A review by akemi_666
The Sheep Look Up by John Brunner

4.0

One of the saddest books I've ever read.

While there are plenty of books, films, and games that depict the fallout of environmental devastation, there are fewer that depict the apocalypse itself. Perhaps because we're already living it. A world where the people who have poisoned the earth also sell the means of purification to its ruined subjects, consumer-clients who must protect what little space they can afford amidst dust storms, undrinkable water, and toxic foods. As the state rescinds social welfare and colludes with corporate interests, freedom shrinks to the level of the individual, to biopolitical self-management. Modulations through cycles of devastation and alleviation, without the possibility of restoration.
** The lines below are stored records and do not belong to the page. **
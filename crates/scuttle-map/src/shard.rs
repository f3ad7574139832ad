//! Shard model and wire codec.
//!
//! A shard is an immutable block holding a sorted list of
//! `(key suffix, value)` entries. Keys are relative to the prefix
//! accumulated on the path from the root; the prefix is positional context
//! and is not part of the hashed bytes. The value half of an entry is a
//! three-shape union and the wire form is the discriminator:
//!
//! - bare link            -> terminal value
//! - `[child]`            -> link to a child shard
//! - `[child, value]`     -> child shard link plus a value at exactly this key

use scuttle_block::{cbor, Block, BlockFetcher, Link, Value};
use serde::{Deserialize, Serialize};
use thiserror::Error;

/// Errors surfaced by the sharded map.
#[derive(Clone, Debug, PartialEq, Eq, Error)]
pub enum MapError {
    /// A referenced block is absent from the store. Retry/backoff belongs to
    /// the store's transport, never to this crate.
    #[error("missing block: {0}")]
    MissingBlock(Link),

    /// Block bytes did not decode to a well-formed entry list, or a shard's
    /// structure violated an invariant during traversal.
    #[error("malformed shard: {0}")]
    MalformedShard(Link),

    /// A shard exceeds the size limit and holds no common prefix to split on.
    #[error("shard limit exceeded: no common prefix left to split on")]
    ShardLimitExceeded,
}

/// Limits governing shard layout.
#[derive(Clone, Copy, Debug, PartialEq, Eq, Serialize, Deserialize)]
pub struct ShardConfig {
    /// Longest key suffix a single entry may carry, in characters. Longer
    /// keys become chains of single-entry shards.
    pub max_key_length: usize,
    /// Upper bound on a shard's encoded byte length; exceeding it forces a
    /// split.
    pub max_shard_size: usize,
}

impl Default for ShardConfig {
    fn default() -> Self {
        ShardConfig {
            max_key_length: 64,
            max_shard_size: 512 * 1024,
        }
    }
}

/// The value half of a shard entry.
#[derive(Clone, Copy, Debug, PartialEq, Eq)]
pub enum ShardValue {
    /// Terminal value link.
    Value(Link),
    /// Link to a child shard holding longer keys.
    Child(Link),
    /// Child shard link plus a value at exactly this key.
    ChildValue(Link, Link),
}

impl ShardValue {
    /// The terminal value at this exact key, if any.
    pub fn value(&self) -> Option<Link> {
        match self {
            ShardValue::Value(v) => Some(*v),
            ShardValue::ChildValue(_, v) => Some(*v),
            ShardValue::Child(_) => None,
        }
    }

    /// The child shard link, if any.
    pub fn child(&self) -> Option<Link> {
        match self {
            ShardValue::Child(c) => Some(*c),
            ShardValue::ChildValue(c, _) => Some(*c),
            ShardValue::Value(_) => None,
        }
    }

    fn to_cbor(self) -> Value {
        match self {
            ShardValue::Value(v) => Value::Link(v),
            ShardValue::Child(c) => Value::Array(vec![Value::Link(c)]),
            ShardValue::ChildValue(c, v) => {
                Value::Array(vec![Value::Link(c), Value::Link(v)])
            }
        }
    }

    fn from_cbor(value: &Value) -> Option<Self> {
        if let Some(link) = value.as_link() {
            return Some(ShardValue::Value(link));
        }
        match value.as_array()? {
            [child] => Some(ShardValue::Child(child.as_link()?)),
            [child, val] => Some(ShardValue::ChildValue(child.as_link()?, val.as_link()?)),
            _ => None,
        }
    }
}

/// A single `(key suffix, value)` pair within a shard.
#[derive(Clone, Debug, PartialEq, Eq)]
pub struct ShardEntry {
    pub key: String,
    pub value: ShardValue,
}

impl ShardEntry {
    pub fn new(key: impl Into<String>, value: ShardValue) -> Self {
        ShardEntry {
            key: key.into(),
            value,
        }
    }
}

/// An ordered, unique-keyed entry list; the node type of the map DAG.
pub type Shard = Vec<ShardEntry>;

/// A decoded shard together with its link, encoded bytes, and the key
/// prefix accumulated on the path from the root.
#[derive(Clone, Debug, PartialEq, Eq)]
pub struct ShardBlock {
    pub link: Link,
    pub bytes: Vec<u8>,
    pub entries: Shard,
    pub prefix: String,
}

impl ShardBlock {
    /// Encode an entry list, addressing the block by its bytes.
    pub fn encode(entries: Shard, prefix: impl Into<String>) -> Self {
        let value = Value::Array(
            entries
                .iter()
                .map(|e| Value::Array(vec![Value::Text(e.key.clone()), e.value.to_cbor()]))
                .collect(),
        );
        let Block { link, bytes } = Block::encode(&value);
        ShardBlock {
            link,
            bytes,
            entries,
            prefix: prefix.into(),
        }
    }

    /// The root shard of an empty map.
    pub fn empty_root() -> Self {
        Self::encode(Vec::new(), "")
    }

    /// Decode shard bytes fetched from a store.
    pub fn decode(link: Link, bytes: Vec<u8>, prefix: impl Into<String>) -> Result<Self, MapError> {
        let value = cbor::decode(&bytes).map_err(|_| MapError::MalformedShard(link))?;
        let items = value.as_array().ok_or(MapError::MalformedShard(link))?;
        let mut entries = Vec::with_capacity(items.len());
        for item in items {
            let entry = (|| {
                let pair = item.as_array()?;
                match pair {
                    [key, value] => Some(ShardEntry::new(
                        key.as_text()?,
                        ShardValue::from_cbor(value)?,
                    )),
                    _ => None,
                }
            })()
            .ok_or(MapError::MalformedShard(link))?;
            entries.push(entry);
        }
        Ok(ShardBlock {
            link,
            bytes,
            entries,
            prefix: prefix.into(),
        })
    }

    /// Convert to a plain block for persistence by the caller.
    pub fn as_block(&self) -> Block {
        Block {
            link: self.link,
            bytes: self.bytes.clone(),
        }
    }
}

/// Fetches and decodes shards through a [`BlockFetcher`].
pub struct ShardFetcher<'a, S: ?Sized> {
    blocks: &'a S,
}

impl<'a, S: BlockFetcher + ?Sized> ShardFetcher<'a, S> {
    pub fn new(blocks: &'a S) -> Self {
        ShardFetcher { blocks }
    }

    pub async fn get(&self, link: &Link, prefix: &str) -> Result<ShardBlock, MapError> {
        let block = self
            .blocks
            .get(link)
            .await
            .ok_or(MapError::MissingBlock(*link))?;
        ShardBlock::decode(block.link, block.bytes, prefix)
    }
}

/// Insert an entry into a sorted entry list, returning the new list.
///
/// When the key already exists the halves reconcile instead of clobbering:
/// a child-only write onto an entry that also carries a value keeps the
/// value, and a value write onto an entry that carries a child keeps the
/// child.
pub fn put_entry(target: &Shard, entry: ShardEntry) -> Shard {
    let mut shard = Vec::with_capacity(target.len() + 1);
    for (i, existing) in target.iter().enumerate() {
        if entry.key == existing.key {
            let value = reconcile(existing.value, entry.value);
            shard.push(ShardEntry::new(entry.key, value));
            shard.extend_from_slice(&target[i + 1..]);
            return shard;
        }
        if entry.key < existing.key {
            shard.push(entry);
            shard.extend_from_slice(&target[i..]);
            return shard;
        }
        shard.push(existing.clone());
    }
    shard.push(entry);
    shard
}

fn reconcile(old: ShardValue, new: ShardValue) -> ShardValue {
    match (old, new) {
        // Child-only write must not delete an existing terminal value.
        (ShardValue::ChildValue(_, v), ShardValue::Child(c)) => ShardValue::ChildValue(c, v),
        // Value write onto a key that is also a prefix keeps the subtree.
        (ShardValue::Child(c), ShardValue::Value(v))
        | (ShardValue::ChildValue(c, _), ShardValue::Value(v)) => ShardValue::ChildValue(c, v),
        (_, new) => new,
    }
}

/// Find the longest prefix of `skey` (or, failing that, of subsequent keys,
/// wrapping around the shard) shared by at least two entries. Returns the
/// prefix and the matching entries, or `None` when the shard has no
/// decomposable structure left.
pub fn find_common_prefix<'s>(
    shard: &'s Shard,
    skey: &str,
) -> Option<(String, Vec<&'s ShardEntry>)> {
    let start = shard.iter().position(|e| e.key == skey)?;
    let mut i = start;
    loop {
        let mut pfx = drop_last_char(&shard[i].key);
        while !pfx.is_empty() {
            let matches: Vec<&ShardEntry> =
                shard.iter().filter(|e| e.key.starts_with(pfx)).collect();
            if matches.len() > 1 {
                return Some((pfx.to_string(), matches));
            }
            pfx = drop_last_char(pfx);
        }
        i = (i + 1) % shard.len();
        if i == start {
            return None;
        }
    }
}

fn drop_last_char(s: &str) -> &str {
    match s.char_indices().last() {
        Some((i, _)) => &s[..i],
        None => s,
    }
}

#[cfg(test)]
mod tests {
    use super::*;

    fn link(seed: &[u8]) -> Link {
        Link::of(seed)
    }

    fn value_entry(key: &str, seed: &[u8]) -> ShardEntry {
        ShardEntry::new(key, ShardValue::Value(link(seed)))
    }

    #[test]
    fn test_encode_decode_roundtrip() {
        let entries = vec![
            value_entry("apple", b"1"),
            ShardEntry::new("b", ShardValue::Child(link(b"2"))),
            ShardEntry::new("cherry", ShardValue::ChildValue(link(b"3"), link(b"4"))),
        ];
        let block = ShardBlock::encode(entries.clone(), "pfx/");
        let decoded = ShardBlock::decode(block.link, block.bytes.clone(), "pfx/").unwrap();
        assert_eq!(decoded.entries, entries);
        assert_eq!(decoded.link, block.link);
        assert_eq!(decoded.prefix, "pfx/");
    }

    #[test]
    fn test_encode_is_stable() {
        let entries = vec![value_entry("k", b"v")];
        let a = ShardBlock::encode(entries.clone(), "");
        let b = ShardBlock::encode(entries, "");
        assert_eq!(a.link, b.link);
        assert_eq!(a.bytes, b.bytes);
    }

    #[test]
    fn test_prefix_not_hashed() {
        let entries = vec![value_entry("k", b"v")];
        let a = ShardBlock::encode(entries.clone(), "");
        let b = ShardBlock::encode(entries, "deep/nested/");
        assert_eq!(a.link, b.link);
    }

    #[test]
    fn test_decode_rejects_non_list() {
        let block = Block::encode(&Value::Text("not a shard".into()));
        let err = ShardBlock::decode(block.link, block.bytes, "").unwrap_err();
        assert_eq!(err, MapError::MalformedShard(block.link));
    }

    #[test]
    fn test_decode_rejects_bad_entry_shape() {
        // An entry whose value is a 3-element array is outside the union.
        let l = Value::Link(link(b"x"));
        let bad = Value::Array(vec![Value::Array(vec![
            Value::Text("k".into()),
            Value::Array(vec![l.clone(), l.clone(), l]),
        ])]);
        let block = Block::encode(&bad);
        assert!(ShardBlock::decode(block.link, block.bytes, "").is_err());
    }

    #[test]
    fn test_put_entry_into_empty() {
        let shard = put_entry(&Vec::new(), value_entry("a", b"1"));
        assert_eq!(shard, vec![value_entry("a", b"1")]);
    }

    #[test]
    fn test_put_entry_keeps_sorted_order() {
        let mut shard = Vec::new();
        for key in ["m", "a", "z", "k"] {
            shard = put_entry(&shard, value_entry(key, key.as_bytes()));
        }
        let keys: Vec<&str> = shard.iter().map(|e| e.key.as_str()).collect();
        assert_eq!(keys, vec!["a", "k", "m", "z"]);
    }

    #[test]
    fn test_put_entry_replaces_value() {
        let shard = put_entry(&vec![value_entry("a", b"old")], value_entry("a", b"new"));
        assert_eq!(shard, vec![value_entry("a", b"new")]);
    }

    #[test]
    fn test_put_entry_child_preserves_existing_value() {
        let existing = vec![ShardEntry::new(
            "a",
            ShardValue::ChildValue(link(b"c1"), link(b"v")),
        )];
        let shard = put_entry(
            &existing,
            ShardEntry::new("a", ShardValue::Child(link(b"c2"))),
        );
        assert_eq!(
            shard,
            vec![ShardEntry::new(
                "a",
                ShardValue::ChildValue(link(b"c2"), link(b"v"))
            )]
        );
    }

    #[test]
    fn test_put_entry_value_preserves_existing_child() {
        let existing = vec![ShardEntry::new("a", ShardValue::Child(link(b"c")))];
        let shard = put_entry(
            &existing,
            ShardEntry::new("a", ShardValue::Value(link(b"v"))),
        );
        assert_eq!(
            shard,
            vec![ShardEntry::new(
                "a",
                ShardValue::ChildValue(link(b"c"), link(b"v"))
            )]
        );
    }

    #[test]
    fn test_put_entry_child_value_replaces_child_value() {
        let existing = vec![ShardEntry::new(
            "a",
            ShardValue::ChildValue(link(b"c1"), link(b"v1")),
        )];
        let shard = put_entry(
            &existing,
            ShardEntry::new("a", ShardValue::ChildValue(link(b"c2"), link(b"v2"))),
        );
        assert_eq!(
            shard,
            vec![ShardEntry::new(
                "a",
                ShardValue::ChildValue(link(b"c2"), link(b"v2"))
            )]
        );
    }

    #[test]
    fn test_find_common_prefix_longest_wins() {
        let shard = vec![
            value_entry("test/alpha", b"1"),
            value_entry("test/alps", b"2"),
            value_entry("test/beta", b"3"),
        ];
        let (prefix, matches) = find_common_prefix(&shard, "test/alpha").unwrap();
        assert_eq!(prefix, "test/alp");
        assert_eq!(matches.len(), 2);
    }

    #[test]
    fn test_find_common_prefix_wraps_to_other_entries() {
        // The inserted key shares nothing, but other entries do.
        let shard = vec![
            value_entry("aaa1", b"1"),
            value_entry("aaa2", b"2"),
            value_entry("xyz", b"3"),
        ];
        let (prefix, matches) = find_common_prefix(&shard, "xyz").unwrap();
        assert_eq!(prefix, "aaa");
        assert_eq!(matches.len(), 2);
    }

    #[test]
    fn test_find_common_prefix_none_when_disjoint() {
        let shard = vec![value_entry("abc", b"1"), value_entry("xyz", b"2")];
        assert!(find_common_prefix(&shard, "abc").is_none());
    }

    #[test]
    fn test_find_common_prefix_requires_known_key() {
        let shard = vec![value_entry("abc", b"1")];
        assert!(find_common_prefix(&shard, "zzz").is_none());
    }
}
Post-anarchists try to live on the fringes of society, yet cannot escape the effects of pollution and ecological collapse. They ship worms from overseas, because the indigenous worms have died. Eco-terrorists bomb the forums of industry leaders. These leaders respond with jet fighters, shooting pacifist communities unconnected to the event, because they bear the same signifier of dissidence. Philanthropists ship food parcels to the countries they've devastated through unsustainable farming practices. The food parcels are laced with deliriants. Lumpenproletarian nihilists, with nothing left to lose, attempt to gain access to these parcels. An endless bad trip to end what began as the same. To go out in a mad rage. To rip apart a world already bifurcated and set against itself. The military open fire on them with lethal force.

I don't know how to express this feeling.

There was once a sky, and stars and light. There was once water, clear and blue and green. There was once dirt, rich and fragrant. Beams of light through leaves, sparkling gold.

There was once birds.

When I went to Tokyo, you could hear them singing around the city. You couldn't see them, because they didn't exist, anymore. They cried out of speakers, tucked in concrete folds, hidden from sight. You'd remember nothing but their trace. The next day, rain poured, falling on my skin in streaks of black. It was acid.

A week later, I was in Seoul. There were days when the dust was so thick, I could barely see the horizon. I could barely see the street. Buildings rose out of the dust like giants, like there was nothing beneath them, like the earth no longer existed. I saw an endless grid of towers. They were like fingers. Reaching for a sky that strained to be blue.